Machine Learning & LLMs

AI & LLMs in Go

Python owns Model Training. Go owns Model Serving and Orchestration.

In 2026, you rarely train a model from scratch. You run a pre-trained model (Llama 3, Mistral) and build “Agents” around it. Go is perfect for this high-concurrency glue code.

1. Running Local Models (Ollama)

The easiest way to integrate LLMs is Ollama. Ollama runs the model; Go talks to it via API.

Use LangChainGo (github.com/tmc/langchaingo):

llm, err := ollama.New(ollama.WithModel("llama3"))
ctx := context.Background()
completion, err := llms.GenerateFromSinglePrompt(ctx, llm, "Explain Go channels")

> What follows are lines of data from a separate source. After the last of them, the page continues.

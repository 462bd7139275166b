//! Combat pipeline: hit resolution → снаряды → урон → смерть
//!
//! ECS ответственность:
//! - Game state: Health, Poise, Fear, Defense
//! - Combat rules: shape resolution, damage gates, knockback
//! - Events: HitRequest, DamagePacket, DamageDealt, EntityDied
//!
//! Presentation-слой (вне ядра): анимации, hit flash, звук, beam-рендер.

use bevy::prelude::*;

pub mod damage;
pub mod hitbox;
pub mod projectile;

// Re-export основных типов
pub use damage::{apply_damage, DamageDealt, DamageKind, DamagePacket, EntityDied};
pub use hitbox::{resolve_hit_requests, HitRequest, HitboxResolver};
pub use projectile::{
    BeamVisual, FireBeam, FireProjectile, PooledPrefab, Projectile, SpawnPool,
};

use crate::SimSet;

/// Combat Plugin
///
/// Порядок внутри тика (после brain'ов, см. SimSet):
/// 1. resolve_hit_requests — melee/strike/beam shape-резолюция
/// 2. launch_projectiles / launch_beams — intent → pooled инстансы
/// 3. fly_projectiles — полёт + импакт
/// 4. tick_beams — затухание лучей
/// 5. apply_damage — все DamagePacket'ы тика
/// 6. decay_fear — спад страха
/// 7. disable_brain_on_death — мёртвые не думают и не держат токены
pub struct CombatPlugin;

impl Plugin for CombatPlugin {
    fn build(&self, app: &mut App) {
        app.add_event::<HitRequest>()
            .add_event::<DamagePacket>()
            .add_event::<DamageDealt>()
            .add_event::<EntityDied>()
            .add_event::<FireProjectile>()
            .add_event::<FireBeam>();

        app.init_resource::<HitboxResolver>();

        app.add_systems(
            FixedUpdate,
            (
                resolve_hit_requests,
                projectile::launch_projectiles,
                projectile::fly_projectiles,
                projectile::launch_beams,
                projectile::tick_beams,
                apply_damage,
                damage::decay_fear,
                damage::disable_brain_on_death,
            )
                .chain()
                .in_set(SimSet::Combat),
        );
    }
}
//! Стационарная турель: Scan → Lock → Fire → Cooldown
//!
//! Турель не двигается, не orbits и не участвует в token-арбитраже —
//! admission control ограничивает СХОДЯЩУЮСЯ толпу, а не эмплейсменты.

use bevy::prelude::*;

use crate::agent::ctx::{AgentAction, BrainCtx};
use crate::agent::states::StateId;
use crate::combat::DamageKind;
use crate::components::{AttackProfile, CueColor, HitShape};
use crate::fsm::State;
use crate::movement::MotorCmd;

/// Scan: метём facing по кругу пока perception не зацепит цель
pub struct ScanState;

impl State<StateId, BrainCtx> for ScanState {
    fn on_enter(&mut self, ctx: &mut BrainCtx) {
        ctx.motor.cmd = MotorCmd::Idle;
    }

    fn on_update(&mut self, ctx: &mut BrainCtx, dt: f32) -> Option<StateId> {
        if ctx.perception.has_target {
            return Some(StateId::Lock);
        }

        // Равномерный разворот вокруг Y (направление выбрано при спавне)
        let angle = ctx.stats.scan_turn_rate * dt * ctx.orbit_sign;
        let rotated = Quat::from_rotation_y(angle) * ctx.facing();
        ctx.motor.face(rotated);
        None
    }
}

/// Lock: ведём цель, горит aim-индикатор, по истечении — выбор атаки и Fire
pub struct LockState {
    timer: f32,
}

impl LockState {
    pub fn new() -> Self {
        Self { timer: 0.0 }
    }
}

impl State<StateId, BrainCtx> for LockState {
    fn on_enter(&mut self, ctx: &mut BrainCtx) {
        self.timer = ctx.stats.lock_duration;
        ctx.visual.aim_indicator = true;
    }

    fn on_update(&mut self, ctx: &mut BrainCtx, dt: f32) -> Option<StateId> {
        if !ctx.perception.has_target {
            return Some(StateId::Scan);
        }

        // Трекинг цели
        ctx.motor.face(ctx.dir_to(ctx.perception.target_position));

        self.timer -= dt;
        if self.timer <= 0.0 {
            // Атака выбирается здесь (beam при Beam-spec, иначе charged shot) —
            // сам выстрел исполняет TurretFire
            return Some(StateId::TurretFire);
        }
        None
    }

    fn on_exit(&mut self, ctx: &mut BrainCtx) {
        ctx.visual.aim_indicator = false;
    }
}

/// Fire: laser-duration beam либо одиночный charged projectile
pub struct TurretFireState {
    timer: f32,
}

impl TurretFireState {
    pub fn new() -> Self {
        Self { timer: 0.0 }
    }
}

impl State<StateId, BrainCtx> for TurretFireState {
    fn on_enter(&mut self, ctx: &mut BrainCtx) {
        let profile = AttackProfile::resolve(ctx.attack.as_ref(), &ctx.stats);
        let dir = ctx.dir_to(ctx.perception.target_position);

        match profile.shape {
            HitShape::Beam {
                range,
                width,
                duration,
            } => {
                // Урон один раз через resolver; beam-entity — только визуал
                ctx.emit(AgentAction::Hit {
                    shape: profile.shape,
                    origin: ctx.position,
                    facing: dir,
                    damage: profile.damage,
                    knockback: profile.knockback,
                    kind: DamageKind::Beam,
                });
                ctx.emit(AgentAction::FireBeam {
                    dir,
                    range,
                    width,
                    duration,
                });
                self.timer = duration;
            }
            _ => {
                // Charged projectile: один мощный выстрел
                ctx.emit(AgentAction::FireProjectile {
                    dir,
                    damage: profile.damage,
                    speed: ctx.stats.projectile_speed.max(8.0),
                    knockback: profile.knockback,
                    max_range: ctx.stats.attack_range * 1.5,
                });
                self.timer = 0.1;
            }
        }

        ctx.visual.cue = Some(CueColor::LOCK_AMBER);
    }

    fn on_update(&mut self, _ctx: &mut BrainCtx, dt: f32) -> Option<StateId> {
        self.timer -= dt;
        if self.timer <= 0.0 {
            return Some(StateId::Cooldown);
        }
        None
    }

    fn on_exit(&mut self, ctx: &mut BrainCtx) {
        ctx.visual.cue = None;
    }
}

/// Cooldown: пережидаем fire_cooldown, дальше Lock (цель видна) или Scan
pub struct CooldownState {
    timer: f32,
}

impl CooldownState {
    pub fn new() -> Self {
        Self { timer: 0.0 }
    }
}

impl State<StateId, BrainCtx> for CooldownState {
    fn on_enter(&mut self, ctx: &mut BrainCtx) {
        self.timer = ctx.stats.fire_cooldown;
    }

    fn on_update(&mut self, ctx: &mut BrainCtx, dt: f32) -> Option<StateId> {
        self.timer -= dt;
        if self.timer <= 0.0 {
            return if ctx.perception.has_target {
                Some(StateId::Lock)
            } else {
                Some(StateId::Scan)
            };
        }
        None
    }
}

#[cfg(test)]
mod tests {
    use super::*;
    use crate::components::{AgentVisual, AttackSpec, CombatCaps, Defense, StatBlock};
    use crate::movement::Motor;
    use crate::perception::{Perception, ThreatSensor};

    fn turret_ctx(has_target: bool, attack: Option<AttackSpec>) -> BrainCtx {
        let mut perception = Perception::default();
        if has_target {
            perception.has_target = true;
            perception.distance_to_target = 10.0;
            perception.target_position = Vec3::new(0.0, 0.0, 10.0);
        }

        BrainCtx {
            entity: Entity::PLACEHOLDER,
            faction_id: 1,
            position: Vec3::ZERO,
            spawn_point: Vec3::ZERO,
            perception: perception.snapshot(),
            threat: ThreatSensor::default().snapshot(),
            stats: StatBlock::turret(),
            attack,
            caps: CombatCaps::turret(),
            separation: Vec3::ZERO,
            orbit_sign: 1.0,
            orbit_radius_multiplier: 1.8,
            orbit_speed: 1.1,
            arbiter: None,
            token_held: false,
            motor: Motor::default(),
            visual: AgentVisual::default(),
            defense: Defense::default(),
            actions: Vec::new(),
        }
    }

    fn beam_spec() -> AttackSpec {
        AttackSpec {
            telegraph_duration: 0.0,
            active_duration: 0.0,
            recovery_duration: 0.0,
            damage: 18,
            knockback: 2.0,
            shape: HitShape::Beam {
                range: 15.0,
                width: 0.6,
                duration: 0.4,
            },
            cue: CueColor::LOCK_AMBER,
        }
    }

    #[test]
    fn test_scan_sweeps_until_target() {
        let mut ctx = turret_ctx(false, None);
        let mut scan = ScanState;
        scan.on_enter(&mut ctx);

        let before = ctx.facing();
        assert_eq!(scan.on_update(&mut ctx, 0.5), None);
        // Facing повернулся
        assert!(ctx.facing().dot(before) < 0.999);

        ctx.perception.has_target = true;
        assert_eq!(scan.on_update(&mut ctx, 0.05), Some(StateId::Lock));
    }

    #[test]
    fn test_lock_tracks_then_fires() {
        let mut ctx = turret_ctx(true, None);
        let mut lock = LockState::new();
        lock.on_enter(&mut ctx);
        assert!(ctx.visual.aim_indicator);

        let mut result = None;
        for _ in 0..20 {
            result = lock.on_update(&mut ctx, 0.05);
            if result.is_some() {
                break;
            }
        }
        assert_eq!(result, Some(StateId::TurretFire));
        // Смотрим на цель
        assert!(ctx.facing().dot(Vec3::Z) > 0.99);
    }

    #[test]
    fn test_lock_loses_target_back_to_scan() {
        let mut ctx = turret_ctx(true, None);
        let mut lock = LockState::new();
        lock.on_enter(&mut ctx);

        ctx.perception.has_target = false;
        assert_eq!(lock.on_update(&mut ctx, 0.05), Some(StateId::Scan));
    }

    #[test]
    fn test_fire_beam_emits_hit_and_visual() {
        let mut ctx = turret_ctx(true, Some(beam_spec()));
        let mut fire = TurretFireState::new();
        fire.on_enter(&mut ctx);

        let beams = ctx
            .actions
            .iter()
            .filter(|a| matches!(a, AgentAction::FireBeam { .. }))
            .count();
        let hits = ctx
            .actions
            .iter()
            .filter(|a| matches!(a, AgentAction::Hit { .. }))
            .count();
        assert_eq!(beams, 1);
        assert_eq!(hits, 1); // урон луча идёт через hit-resolution

        // Fire длится duration луча, затем Cooldown
        let mut result = None;
        for _ in 0..20 {
            result = fire.on_update(&mut ctx, 0.05);
            if result.is_some() {
                break;
            }
        }
        assert_eq!(result, Some(StateId::Cooldown));
    }

    #[test]
    fn test_fire_without_spec_is_charged_projectile() {
        let mut ctx = turret_ctx(true, None);
        let mut fire = TurretFireState::new();
        fire.on_enter(&mut ctx);

        let shots = ctx
            .actions
            .iter()
            .filter(|a| matches!(a, AgentAction::FireProjectile { .. }))
            .count();
        assert_eq!(shots, 1);
    }

    #[test]
    fn test_cooldown_routes_by_visibility() {
        let mut ctx = turret_ctx(true, None);
        let mut cooldown = CooldownState::new();
        cooldown.on_enter(&mut ctx);

        let mut result = None;
        for _ in 0..100 {
            result = cooldown.on_update(&mut ctx, 0.05);
            if result.is_some() {
                break;
            }
        }
        assert_eq!(result, Some(StateId::Lock)); // цель видна → снова Lock

        // Без цели — обратно в Scan
        let mut ctx = turret_ctx(false, None);
        let mut cooldown = CooldownState::new();
        cooldown.on_enter(&mut ctx);
        let mut result = None;
        for _ in 0..100 {
            result = cooldown.on_update(&mut ctx, 0.05);
            if result.is_some() {
                break;
            }
        }
        assert_eq!(result, Some(StateId::Scan));
    }
}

2. Go 1.26 SIMD Support (Experimental)

Go 1.26 introduces experimental SIMD support via simd and archsimd packages (enabled with GOEXPERIMENT=simd). This is critical for: * Vector Search: Calculating Cosine Similarity between embeddings is just a dot product. SIMD makes this 100x faster. * Inference: Running small neural nets directly in Go.

GOEXPERIMENT=simd go test ./...

RAG request path

query text
   |
   v
embedding model --> vector (float32[])
   |
   v
SIMD dot product / ANN prefilter
   |
   v
top-k chunks --> prompt assembly --> LLM response

3. Embeddings & Vector Databases

Go is the standard language for Vector DBs (Milvus, Weaviate are written in Go).

Workflow: 1. Receive Text -> Send to Embedding Model (via API or Local binding). 2. Get []float32. 3. Store in Postgres (pgvector) or Weaviate.

Concrete retrieval stub:

type Chunk struct {
    ID    string
    Text  string
    Score float32
}

func topK(ctx context.Context, q []float32, k int) ([]Chunk, error) {
    // Use pgvector distance operator and ORDER BY distance LIMIT k.
    return nil, nil
}

Summary

Don’t use Python for the API layer of your AI app. * Python: Research code, PyTorch. * Go: The API server, the RAG pipeline, the WebSocket handler.